The Insufficient Kitchen

Pot Au Feu (boiled beef)

Yield: approximately 4 servings, easily scaled upward

preparation time: 1-2 days if you presalt the meat, optional, 2-4 hours cooking time in the oven

One 2-3 pound chuck steak

2 pints unsalted chicken broth (optional, see note)

1 medium onion, peeled and halved

2 carrots, peeled and chunked

2 bay leaves

2-6 garlic cloves, left whole and unpeeled, to taste

1 sprig fresh thyme

a few peppercorns, lightly cracked

a few cloves (I go lightly here)

2-3 medium turnips, peeled and chunked

1 rutabaga, peeled and chunked (optional; this is a love or hate vegetable)

1 medium celery root, peeled and chunked (optional; like rutabaga, it’s love or hate)

salt and pepper

water to cover

at the table:

Dijon and/or Amora mustard

Cornichons

crusty bread

Presalting the meat: optional but flavor-boosting

1-2 days ahead, season the meat with about two teaspoons sea salt. I use Maldon, a large-crystal salt. If you are using a smaller crystal salt, like Diamond Kosher, use less, about 1 1/2 teaspoons. Salt both sides of the meat, cover it loosely, and refrigerate up to three days. Pre-salting does not dry the meat out; it gently seasons. You will use less, if any, salt at table. Judy Rodgers speaks eloquently about the practice; I direct you to The Zuni Cafe Cookbook.

The day you plan to cook, about one hour before cooking, bring meat to room temperature.

Blanch the meat:

Fill a large stockpot about halfway with cool water. Heat to just warm. Submerge the beef; add a teaspoon of salt (Rodgers advises this to avoid desalting meat). Bring water to low simmer for 2 minutes. Crud will rise to the surface along with lots of gray scum. Remove the meat and rinse well in cool water. Set aside.
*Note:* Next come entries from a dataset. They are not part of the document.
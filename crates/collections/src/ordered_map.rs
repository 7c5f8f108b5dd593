//! Insertion-ordered persistent map
//!
//! A [`PersistentHashMap`] from key to [`Links`] (value plus the keys of the
//! previous and next entries) together with the first and last keys. Adding
//! a key rewrites only the old last entry's links; removing one relinks its
//! two neighbours. Both are path copies in the trie, never a full copy.
//!
//! [`OrderedMapBuilder`] batches edits on a privately owned copy and hands
//! back an immutable value from [`OrderedMapBuilder::build`].

use crate::hamt::PersistentHashMap;
use framestate_core::{Error, Result};
use std::hash::Hash;

/// Value plus neighbour keys of one entry
#[derive(Debug, Clone)]
pub(crate) struct Links<K, V> {
    value: V,
    prev: Option<K>,
    next: Option<K>,
}

/// Immutable map that iterates in insertion order
pub struct PersistentOrderedMap<K, V> {
    map: PersistentHashMap<K, Links<K, V>>,
    first: Option<K>,
    last: Option<K>,
}

impl<K: Clone, V> Clone for PersistentOrderedMap<K, V> {
    fn clone(&self) -> Self {
        Self {
            map: self.map.clone(),
            first: self.first.clone(),
            last: self.last.clone(),
        }
    }
}

impl<K, V> Default for PersistentOrderedMap<K, V> {
    fn default() -> Self {
        Self::new()
    }
}

impl<K, V> PersistentOrderedMap<K, V> {
    /// The empty map
    pub const fn new() -> Self {
        Self {
            map: PersistentHashMap::new(),
            first: None,
            last: None,
        }
    }

    /// Number of entries
    pub fn len(&self) -> usize {
        self.map.len()
    }

    /// True if there are no entries
    pub fn is_empty(&self) -> bool {
        self.map.is_empty()
    }

    /// True if both maps share the same trie root
    pub fn ptr_eq(&self, other: &Self) -> bool {
        self.map.ptr_eq(&other.map)
    }
}

impl<K: Hash + Eq, V> PersistentOrderedMap<K, V> {
    /// Look up a value
    pub fn get(&self, key: &K) -> Option<&V> {
        self.map.get(key).map(|links| &links.value)
    }

    /// True if the key is present
    pub fn contains_key(&self, key: &K) -> bool {
        self.map.contains_key(key)
    }

    /// First key in insertion order
    pub fn first_key(&self) -> Option<&K> {
        self.first.as_ref()
    }

    /// Last key in insertion order
    pub fn last_key(&self) -> Option<&K> {
        self.last.as_ref()
    }

    /// Iterate entries in insertion order
    pub fn iter(&self) -> Iter<'_, K, V> {
        Iter {
            map: &self.map,
            next: self.first.as_ref(),
            remaining: self.len(),
        }
    }

    /// Iterate keys in insertion order
    pub fn keys(&self) -> impl Iterator<Item = &K> + '_ {
        self.iter().map(|(k, _)| k)
    }

    /// Iterate values in insertion order
    pub fn values(&self) -> impl Iterator<Item = &V> + '_ {
        self.iter().map(|(_, v)| v)
    }
}

impl<K: Hash + Eq + Clone, V: Clone> PersistentOrderedMap<K, V> {
    /// A new map with `key` bound to `value`. An existing key keeps its position.
    pub fn insert(&self, key: K, value: V) -> Self {
        let mut next = self.clone();
        next.insert_mut(key, value);
        next
    }

    /// A new map without `key`
    pub fn remove(&self, key: &K) -> Self {
        if !self.contains_key(key) {
            return self.clone();
        }
        let mut next = self.clone();
        next.remove_mut(key);
        next
    }

    /// Start a batch of edits from this value
    pub fn builder(&self) -> OrderedMapBuilder<K, V> {
        OrderedMapBuilder {
            inner: self.clone(),
            mod_count: 0,
        }
    }

    pub(crate) fn get_mut(&mut self, key: &K) -> Option<&mut V> {
        self.map.get_mut(key).map(|links| &mut links.value)
    }

    /// Returns the replaced value, `None` if the key was new
    pub(crate) fn insert_mut(&mut self, key: K, value: V) -> Option<V> {
        if let Some(links) = self.map.get_mut(&key) {
            return Some(std::mem::replace(&mut links.value, value));
        }
        let prev = self.last.take();
        match &prev {
            Some(last) => {
                if let Some(links) = self.map.get_mut(last) {
                    links.next = Some(key.clone());
                }
            }
            None => self.first = Some(key.clone()),
        }
        self.map.insert_mut(
            key.clone(),
            Links {
                value,
                prev,
                next: None,
            },
        );
        self.last = Some(key);
        None
    }

    pub(crate) fn remove_mut(&mut self, key: &K) -> Option<V> {
        let links = self.map.remove_mut(key)?;
        match &links.prev {
            Some(prev) => {
                if let Some(p) = self.map.get_mut(prev) {
                    p.next = links.next.clone();
                }
            }
            None => self.first = links.next.clone(),
        }
        match &links.next {
            Some(next) => {
                if let Some(n) = self.map.get_mut(next) {
                    n.prev = links.prev.clone();
                }
            }
            None => self.last = links.prev.clone(),
        }
        Some(links.value)
    }

    /// Key following `key` in insertion order
    pub(crate) fn next_key(&self, key: &K) -> Option<&K> {
        self.map.get(key).and_then(|links| links.next.as_ref())
    }
}

impl<K: Hash + Eq + Clone, V: Clone> FromIterator<(K, V)> for PersistentOrderedMap<K, V> {
    fn from_iter<I: IntoIterator<Item = (K, V)>>(iter: I) -> Self {
        let mut map = PersistentOrderedMap::new();
        for (k, v) in iter {
            map.insert_mut(k, v);
        }
        map
    }
}

impl<K: Hash + Eq + std::fmt::Debug, V: std::fmt::Debug> std::fmt::Debug
    for PersistentOrderedMap<K, V>
{
    fn fmt(&self, f: &mut std::fmt::Formatter<'_>) -> std::fmt::Result {
        f.debug_map().entries(self.iter()).finish()
    }
}

impl<K: Hash + Eq, V: PartialEq> PartialEq for PersistentOrderedMap<K, V> {
    /// Maps are equal when they hold equal entries in the same order
    fn eq(&self, other: &Self) -> bool {
        self.len() == other.len() && self.iter().zip(other.iter()).all(|(a, b)| a == b)
    }
}

/// Insertion-order iterator over a [`PersistentOrderedMap`]
pub struct Iter<'a, K, V> {
    map: &'a PersistentHashMap<K, Links<K, V>>,
    next: Option<&'a K>,
    remaining: usize,
}

impl<'a, K: Hash + Eq, V> Iterator for Iter<'a, K, V> {
    type Item = (&'a K, &'a V);

    fn next(&mut self) -> Option<Self::Item> {
        let key = self.next?;
        let (key, links) = self.map.get_key_value(key)?;
        self.next = links.next.as_ref();
        self.remaining -= 1;
        Some((key, &links.value))
    }

    fn size_hint(&self) -> (usize, Option<usize>) {
        (self.remaining, Some(self.remaining))
    }
}

impl<K: Hash + Eq, V> ExactSizeIterator for Iter<'_, K, V> {}

/// Transient editor for a [`PersistentOrderedMap`]
///
/// Edits land in place on nodes the builder already owns and copy nodes it
/// still shares with the map it started from. Structural edits (new keys,
/// removals, clear) bump a modification count that [`MapCursor`]s check.
pub struct OrderedMapBuilder<K, V> {
    inner: PersistentOrderedMap<K, V>,
    mod_count: u64,
}

impl<K: Hash + Eq + Clone, V: Clone> Default for OrderedMapBuilder<K, V> {
    fn default() -> Self {
        PersistentOrderedMap::new().builder()
    }
}

impl<K: Hash + Eq + Clone, V: Clone> OrderedMapBuilder<K, V> {
    /// Number of entries
    pub fn len(&self) -> usize {
        self.inner.len()
    }

    /// True if there are no entries
    pub fn is_empty(&self) -> bool {
        self.inner.is_empty()
    }

    /// Look up a value
    pub fn get(&self, key: &K) -> Option<&V> {
        self.inner.get(key)
    }

    /// Mutable access to a value. Not a structural edit.
    pub fn get_mut(&mut self, key: &K) -> Option<&mut V> {
        self.inner.get_mut(key)
    }

    /// True if the key is present
    pub fn contains_key(&self, key: &K) -> bool {
        self.inner.contains_key(key)
    }

    /// Insert or replace; returns the replaced value
    pub fn insert(&mut self, key: K, value: V) -> Option<V> {
        let replaced = self.inner.insert_mut(key, value);
        if replaced.is_none() {
            self.mod_count += 1;
        }
        replaced
    }

    /// Remove a key; returns its value
    pub fn remove(&mut self, key: &K) -> Option<V> {
        let removed = self.inner.remove_mut(key);
        if removed.is_some() {
            self.mod_count += 1;
        }
        removed
    }

    /// Remove every entry
    pub fn clear(&mut self) {
        if !self.inner.is_empty() {
            self.inner = PersistentOrderedMap::new();
            self.mod_count += 1;
        }
    }

    /// Iterate entries in insertion order
    pub fn iter(&self) -> Iter<'_, K, V> {
        self.inner.iter()
    }

    /// Current modification count
    pub fn mod_count(&self) -> u64 {
        self.mod_count
    }

    /// Cursor positioned before the first entry
    pub fn cursor(&self) -> MapCursor<K> {
        MapCursor {
            expected_mod_count: self.mod_count,
            next: self.inner.first.clone(),
            last_returned: None,
        }
    }

    /// Materialize an immutable map. The builder stays usable; later edits
    /// copy whatever they share with the built value.
    pub fn build(&self) -> PersistentOrderedMap<K, V> {
        self.inner.clone()
    }
}

impl<K: Hash + Eq + Clone, V: Clone> Extend<(K, V)> for OrderedMapBuilder<K, V> {
    fn extend<I: IntoIterator<Item = (K, V)>>(&mut self, iter: I) {
        for (k, v) in iter {
            self.insert(k, v);
        }
    }
}

/// Detached cursor over an [`OrderedMapBuilder`]
///
/// The cursor does not borrow the builder between steps, so the builder can
/// be edited while a traversal is in progress. Any structural edit not made
/// through [`MapCursor::remove`] makes the next step fail with
/// [`Error::ConcurrentModification`].
#[derive(Debug, Clone)]
pub struct MapCursor<K> {
    expected_mod_count: u64,
    next: Option<K>,
    last_returned: Option<K>,
}

impl<K: Hash + Eq + Clone> MapCursor<K> {
    fn check<V: Clone>(&self, builder: &OrderedMapBuilder<K, V>) -> Result<()> {
        if builder.mod_count != self.expected_mod_count {
            return Err(Error::ConcurrentModification {
                expected: self.expected_mod_count,
                actual: builder.mod_count,
            });
        }
        Ok(())
    }

    /// True if another entry follows
    pub fn has_next(&self) -> bool {
        self.next.is_some()
    }

    /// Advance and return the next entry
    pub fn next<V: Clone>(&mut self, builder: &OrderedMapBuilder<K, V>) -> Result<Option<(K, V)>> {
        self.check(builder)?;
        let Some(key) = self.next.take() else {
            return Ok(None);
        };
        let value = builder.inner.get(&key).cloned().ok_or_else(|| {
            Error::illegal_state("ordered map links point at a missing key")
        })?;
        self.next = builder.inner.next_key(&key).cloned();
        self.last_returned = Some(key.clone());
        Ok(Some((key, value)))
    }

    /// Remove the entry most recently returned by [`MapCursor::next`]
    pub fn remove<V: Clone>(&mut self, builder: &mut OrderedMapBuilder<K, V>) -> Result<V> {
        self.check(builder)?;
        let key = self
            .last_returned
            .take()
            .ok_or_else(|| Error::illegal_state("remove called before next"))?;
        let value = builder
            .remove(&key)
            .ok_or_else(|| Error::illegal_state("cursor entry already removed"))?;
        self.expected_mod_count = builder.mod_count;
        Ok(value)
    }
}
Either rinse this stock pot or use a clean, heavy stockpot. While Rodgers advises a tall, narrow stockpot for making pot au feu, my stockpot is cheap, so I use a deep Staub 6-quart braiser.

Preheat oven to 300 degrees F.

Place the beef in your selected pot and set on medium heat.  Add chicken broth, if using; the beef should rise above the surface by about an inch. Cover remainder with cold water to cover by about three inches, or use all cold water.

Add the onion, carrots, garlic, bay leaves, thyme, peppercorns, and cloves.

Add the remaining vegetables and bring pot to a simmer. Cover and place in oven 2-3 hours. Pot au feu is ready when beef is fork tender.

Pot au feu is traditionally served in courses, with the broth first and beef second; it is accompanied by cornichons,small dishes of sea salt, mustard vinaigrette.

Lacking a dishwasher, I serve everything at once, on a platter. Being too lazy to make vinaigrette, I plunk jars of mustard down on the table with spoons.

As noted above, the vegetables were overcooked when I made this. Discarding the spent onion, I mashed the remaining vegetables with two potatoes. Should you wish to go this route–not at all traditional–peel two large Russet potatoes and boil them in lightly salted water until soft. Drain the pot-au-feu vegetables and mash with potatoes. I added 1/4 cup heavy cream. Salt and pepper to taste.

Pot au feu will improve with time, but I wouldn’t keep it in the refrigerator more than five days. Leftover beef is wonderful in a sandwhich with horseradish. Leftover broth may be frozen up to three months. Use for soup or with pasta.

Notes: There are countless recipes for pot au feu, most calling for mixed bony cuts of beef and poultry. This recipe is radically–inauthentically–pared down. For excellent authentic recipes, see Elizabeth David’s French Provincial Cooking, Paula Wolfert’s Cooking Of Southwest France, Judy Rodgers’s Zuni Cafe Cookbook, and Alice Waters’s Art Of Simple Cooking (Volume I)

You can skip the chicken broth if you prefer and use all water.